Stored data entries
* * * *

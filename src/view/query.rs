//! Named query parameters carried by a navigable location.

use std::collections::BTreeMap;

use url::form_urlencoded;

use crate::api::ClientError;

/// Parameter holding the 1-based page number.
pub const PAGE_PARAM: &str = "page";
/// Parameter holding the page size.
pub const PAGE_SIZE_PARAM: &str = "pageSize";
/// Parameter holding the sort field.
pub const SORT_BY_PARAM: &str = "sortBy";
/// Parameter holding the sort direction.
pub const ORDER_PARAM: &str = "order";
/// Parameter holding the free-text search term.
pub const SEARCH_PARAM: &str = "q";

/// Largest page size a location may request.
pub const MAX_PAGE_SIZE: u32 = 100;

/// Mapping of query-parameter name to value.
///
/// Keys are kept sorted so that the serialised form of equal queries is
/// identical. Empty values are never stored.
#[derive(Debug, Clone, Default, PartialEq, Eq)]
pub struct ViewQuery(BTreeMap<String, String>);

impl ViewQuery {
    /// Parses an `application/x-www-form-urlencoded` query string.
    ///
    /// A leading `?` is ignored. When a key repeats, the last value wins.
    ///
    /// # Examples
    ///
    /// ```
    /// use litshop::view::ViewQuery;
    ///
    /// let query = ViewQuery::parse("?q=dune&page=2&genreId=");
    /// assert_eq!(query.get("q"), Some("dune"));
    /// assert_eq!(query.get("genreId"), None);
    /// assert_eq!(query.to_query_string(), "page=2&q=dune");
    /// ```
    #[must_use]
    pub fn parse(raw: &str) -> Self {
        let trimmed = raw.strip_prefix('?').unwrap_or(raw);
        let mut query = Self::default();
        for (key, value) in form_urlencoded::parse(trimmed.as_bytes()) {
            query.insert(&key, &value);
        }
        query
    }

    /// Returns the value of `key`, if set.
    #[must_use]
    pub fn get(&self, key: &str) -> Option<&str> {
        self.0.get(key).map(String::as_str)
    }

    /// Returns true when no parameter is set.
    #[must_use]
    pub fn is_empty(&self) -> bool {
        self.0.is_empty()
    }

    /// Applies a user-driven parameter update.
    ///
    /// An empty value removes the parameter. Any update to a parameter other
    /// than `page` resets the page to `"1"`.
    pub fn set_param(&mut self, key: &str, value: &str) {
        self.insert(key, value);
        if key != PAGE_PARAM {
            self.insert(PAGE_PARAM, "1");
        }
    }

    /// Serialises the parameters in key order.
    #[must_use]
    pub fn to_query_string(&self) -> String {
        form_urlencoded::Serializer::new(String::new())
            .extend_pairs(self.0.iter())
            .finish()
    }

    /// Returns the 1-based page number; missing, invalid or zero values read
    /// as page 1.
    #[must_use]
    pub fn page(&self) -> u32 {
        self.positive(PAGE_PARAM).unwrap_or(1)
    }

    /// Returns the page size, falling back to `default` for missing, invalid
    /// or zero values and clamping to [`MAX_PAGE_SIZE`].
    #[must_use]
    pub fn page_size(&self, default: u32) -> u32 {
        self.positive(PAGE_SIZE_PARAM)
            .unwrap_or(default)
            .clamp(1, MAX_PAGE_SIZE)
    }

    /// Returns the trimmed, non-empty value of `key`.
    #[must_use]
    pub fn text(&self, key: &str) -> Option<&str> {
        self.get(key).map(str::trim).filter(|value| !value.is_empty())
    }

    fn positive(&self, key: &str) -> Option<u32> {
        self.get(key)
            .and_then(|value| value.trim().parse::<u32>().ok())
            .filter(|value| *value > 0)
    }

    /// Sets `key` without touching the page. An empty value removes it.
    pub fn insert(&mut self, key: &str, value: &str) {
        if value.is_empty() {
            self.0.remove(key);
        } else {
            self.0.insert(key.to_owned(), value.to_owned());
        }
    }
}

/// A single `key=value` parameter update.
#[derive(Debug, Clone, PartialEq, Eq)]
pub struct ParamUpdate {
    /// Parameter name.
    pub key: String,
    /// New value; empty removes the parameter.
    pub value: String,
}

impl ParamUpdate {
    /// Parses one form-encoded `key=value` pair. The value may be empty
    /// (`genreId=`); `+` and percent escapes are decoded.
    ///
    /// # Errors
    ///
    /// Returns [`ClientError::InvalidRoute`] when there is no `=` or the key
    /// is blank.
    pub fn parse(raw: &str) -> Result<Self, ClientError> {
        if !raw.contains('=') {
            return Err(ClientError::InvalidRoute(format!(
                "expected key=value, got '{raw}'"
            )));
        }
        let (key, value) = form_urlencoded::parse(raw.as_bytes())
            .next()
            .unwrap_or_default();
        let trimmed_key = key.trim();
        if trimmed_key.is_empty() {
            return Err(ClientError::InvalidRoute(format!(
                "parameter name missing in '{raw}'"
            )));
        }
        Ok(Self {
            key: trimmed_key.to_owned(),
            value: value.trim().to_owned(),
        })
    }

    /// Parses a query string of updates in the order written, keeping
    /// empty values so that they remove their parameter.
    ///
    /// # Errors
    ///
    /// Returns [`ClientError::InvalidRoute`] for entries that are not
    /// `key=value`.
    ///
    /// # Examples
    ///
    /// ```
    /// use litshop::view::ParamUpdate;
    ///
    /// let updates = ParamUpdate::parse_list("q=clean+code&genreId=a%26b&page=")
    ///     .expect("updates should parse");
    /// let pairs: Vec<(&str, &str)> = updates
    ///     .iter()
    ///     .map(|update| (update.key.as_str(), update.value.as_str()))
    ///     .collect();
    /// assert_eq!(pairs, [("q", "clean code"), ("genreId", "a&b"), ("page", "")]);
    /// ```
    pub fn parse_list(raw: &str) -> Result<Vec<Self>, ClientError> {
        raw.strip_prefix('?')
            .unwrap_or(raw)
            .split('&')
            .filter(|entry| !entry.trim().is_empty())
            .map(Self::parse)
            .collect()
    }
}
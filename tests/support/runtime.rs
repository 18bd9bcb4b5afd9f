//! Shared Tokio runtime helper for integration tests.

use std::cell::RefCell;
use std::io;
use std::rc::Rc;

use rstest_bdd::Slot;
use tokio::runtime::Runtime;
use wiremock::MockServer;

/// Shared runtime wrapper that can be stored in an `rstest-bdd` Slot.
#[derive(Clone)]
pub struct SharedRuntime(Rc<RefCell<Runtime>>);

impl SharedRuntime {
    pub fn new(runtime: Runtime) -> Self {
        Self(Rc::new(RefCell::new(runtime)))
    }

    pub fn block_on<F: std::future::Future>(&self, future: F) -> F::Output {
        self.0.borrow().block_on(future)
    }
}

/// Ensures a Tokio runtime and Wiremock server are initialised.
///
/// # Errors
///
/// Returns an error if the Tokio runtime cannot be created or if the slots behave unexpectedly.
pub fn ensure_runtime_and_server(
    runtime: &Slot<SharedRuntime>,
    server: &Slot<MockServer>,
) -> Result<SharedRuntime, io::Error> {
    if runtime.with_ref(|_| ()).is_none() {
        runtime.set(SharedRuntime::new(Runtime::new()?));
    }

    let shared_runtime = runtime
        .get()
        .ok_or_else(|| io::Error::other("runtime not initialised after set"))?;

    if server.with_ref(|_| ()).is_none() {
        server.set(shared_runtime.block_on(MockServer::start()));
    }

    Ok(shared_runtime)
}
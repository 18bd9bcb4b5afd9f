//! Book catalog screen: list parameters, filtering and ordering.
//!
//! The catalog is fetched per genre (the server-side scope) and then
//! searched, filtered by condition, sorted and paged on the client.

pub mod form;

use std::cmp::Ordering;

use crate::api::{Book, BookCondition, BookQuery, GenreId};
use crate::view::query::{SEARCH_PARAM, SORT_BY_PARAM};
use crate::view::sorting::{compare_dates, compare_text, contains_ignoring_case};
use crate::view::{ListView, ViewQuery};

pub use form::BookForm;

/// Parameter holding the genre filter.
pub const GENRE_PARAM: &str = "genreId";
/// Parameter holding the condition filter.
pub const CONDITION_PARAM: &str = "condition";
/// Page size used when the location does not set `pageSize`.
pub const DEFAULT_BOOK_PAGE_SIZE: u32 = 5;

/// Field the catalog is sorted by.
#[derive(Debug, Clone, Copy, Default, PartialEq, Eq)]
pub enum BookSortField {
    /// Title, case-insensitive.
    #[default]
    Title,
    /// Writer, case-insensitive.
    Writer,
    /// Price.
    Price,
    /// Publication date; books without one sort first.
    PublishDate,
}

impl BookSortField {
    /// Parses a `sortBy` value; unknown values fall back to the title.
    #[must_use]
    pub fn parse(value: Option<&str>) -> Self {
        match value.map(str::trim) {
            Some("writer") => Self::Writer,
            Some("price") => Self::Price,
            Some("publish_date") => Self::PublishDate,
            _ => Self::Title,
        }
    }

    /// Returns the query-parameter value.
    #[must_use]
    pub const fn as_str(self) -> &'static str {
        match self {
            Self::Title => "title",
            Self::Writer => "writer",
            Self::Price => "price",
            Self::PublishDate => "publish_date",
        }
    }
}

/// Catalog parameters read from the location.
#[derive(Debug, Clone, Default, PartialEq, Eq)]
pub struct BookListParams {
    /// Substring matched against title and writer.
    pub search: Option<String>,
    /// Genre filter; also selects the genre endpoint.
    pub genre: Option<GenreId>,
    /// Condition filter. Unrecognised values are ignored.
    pub condition: Option<BookCondition>,
    /// Sort field.
    pub sort: BookSortField,
}

/// The `/books` list view.
#[derive(Debug, Clone, Copy, Default)]
pub struct BookCatalog;

impl ListView for BookCatalog {
    type Item = Book;
    type Params = BookListParams;
    type Scope = BookQuery;

    fn name(&self) -> &'static str {
        "books"
    }

    fn default_page_size(&self) -> u32 {
        DEFAULT_BOOK_PAGE_SIZE
    }

    fn params(&self, query: &ViewQuery) -> BookListParams {
        BookListParams {
            search: query.text(SEARCH_PARAM).map(ToOwned::to_owned),
            genre: query.text(GENRE_PARAM).map(GenreId::new),
            condition: query.text(CONDITION_PARAM).and_then(BookCondition::parse),
            sort: BookSortField::parse(query.get(SORT_BY_PARAM)),
        }
    }

    fn scope(&self, params: &BookListParams) -> BookQuery {
        BookQuery {
            genre: params.genre.clone(),
        }
    }

    fn matches(&self, params: &BookListParams, book: &Book) -> bool {
        let search_matches = params.search.as_deref().is_none_or(|term| {
            contains_ignoring_case(&book.title, term) || contains_ignoring_case(&book.writer, term)
        });
        // Genre endpoints may omit the embedded genre; only a different
        // genre excludes a book.
        let genre_matches = params
            .genre
            .as_ref()
            .is_none_or(|wanted| book.genre_id().is_none_or(|actual| actual == wanted));
        let condition_matches = params
            .condition
            .is_none_or(|wanted| book.condition == Some(wanted));
        search_matches && genre_matches && condition_matches
    }

    fn compare(&self, params: &BookListParams, left: &Book, right: &Book) -> Ordering {
        match params.sort {
            BookSortField::Title => compare_text(&left.title, &right.title),
            BookSortField::Writer => compare_text(&left.writer, &right.writer),
            BookSortField::Price => left.price.cmp(&right.price),
            BookSortField::PublishDate => compare_dates(left.published_on(), right.published_on()),
        }
    }
}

* * * *

Exercise goal
Among the lines above, which hold the word "Price"? Report each one.

Result of the exercise
    /// Price.
    Price,
            Some("price") => Self::Price,
            Self::Price => "price",
            BookSortField::Price => left.price.cmp(&right.price),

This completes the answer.